Les questions d’identité ont longtemps joué le
rôle de diversion bienvenue pour les gouvernants. Elles n’ont pas disparu et
alimentent, d’une certaine manière, l’argumentaire des « gilets
jaunes ». Mais on en revient toujours à la question sociale et aux
politiques économiques et financières. Le libéralisme auquel tous les
gouvernements ont fait allégeance depuis le tournant de la rigueur en mars
1983, a démoli la France. Ou plutôt, il a démoli une certaine France. Celle où,
entre autres, le « service public se
tenait aux côtés des petits » comme me le répète souvent un ami
syndicaliste qui hésite encore à se joindre aux « gilets jaunes ».
Quelle est la mutation fondamentale de la France depuis les années 1970 ?
Pour répondre à cette question, on peut, là aussi, s’engager sur les chemins
incertains, souvent nauséabond, du débat identitaire. Mais ce serait faire
fausse route quoiqu’en disent Eric Zemmour et ses amis. La vraie question,
c’est le démantèlement du modèle façonné par le programme du Conseil national
de la résistance en mars 1944.
Partout, quelle que soit l’administration ou
l’entité publique, c’est la logique financière et comptable qui est à l’œuvre.

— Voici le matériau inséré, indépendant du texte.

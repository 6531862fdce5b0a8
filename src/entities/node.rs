//! Storage node records.

use serde::{Deserialize, Serialize};

use super::EntryState;
use super::cluster::push_unique;
use crate::db::{Bucket, Record};
use crate::ids::generate_id;

/// A storage host within a cluster.
#[derive(Clone, Debug, Default, Deserialize, Eq, PartialEq, Serialize)]
pub struct NodeEntry {
    /// Node identifier.
    pub id: String,
    /// Owning cluster.
    pub cluster_id: String,
    /// Failure zone used to spread replicas.
    pub zone: u32,
    /// Hostname the executor connects to.
    pub manage_hostname: String,
    /// Hostname used in brick paths and block targets.
    pub storage_hostname: String,
    /// Administrative state.
    pub state: EntryState,
    /// Device ids attached to this node.
    pub devices: Vec<String>,
}

impl Record for NodeEntry {
    const BUCKET: Bucket = Bucket::Node;

    fn record_id(&self) -> &str {
        &self.id
    }
}

impl NodeEntry {
    /// Creates an online node in `cluster_id`.
    #[must_use]
    pub fn new(
        cluster_id: impl Into<String>,
        manage_hostname: impl Into<String>,
        storage_hostname: impl Into<String>,
        zone: u32,
    ) -> Self {
        Self {
            id: generate_id(),
            cluster_id: cluster_id.into(),
            zone,
            manage_hostname: manage_hostname.into(),
            storage_hostname: storage_hostname.into(),
            state: EntryState::Online,
            devices: Vec::new(),
        }
    }

    /// Records an attached device.
    pub fn device_add(&mut self, id: &str) {
        push_unique(&mut self.devices, id);
    }

    /// Returns `true` when the node accepts new bricks.
    #[must_use]
    pub fn is_online(&self) -> bool {
        self.state == EntryState::Online
    }
}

L’argent va à l’argent, aux actionnaires, aux détenteurs de la dette et pendant
ce temps-là, l’édifice se fissure de partout. Emmanuel Macron, ancien banquier
d’affaires, est dans cette logique. Son discours sur le
« ruissellement » - en gros, parce que plus riches et moins taxés,
les nantis contribueraient alors à une diffusion d’une partie de leur richesse
dans la société (toz…!) – est un leurre qui habille de justification morale un
saccage délibéré et idéologique du bien public. Consciemment ou non, c’est cela
qui constitue le socle de la colère des « gilets jaunes ».
On peut insister sur le fait que des
homophobes, des islamophobes ou des racistes se sont joints au mouvement (leurs
dérapages servent beaucoup à la propagande gouvernementale). On peut aussi
gloser sur ces gens qui ne veulent pas d’une fiscalité écologique (laquelle ne
finance guère la transition écologique). Mais ce n’est pas cela qui doit faire
perdre de vue l’essentiel. C’est la fin annoncée de son modèle social qui est
en train de secouer la France.
(1) « Je suis inquiet, le chacun pour soi
a remplacé l'envie de vivre ensemble », Le Monde, 16 décembre 2010.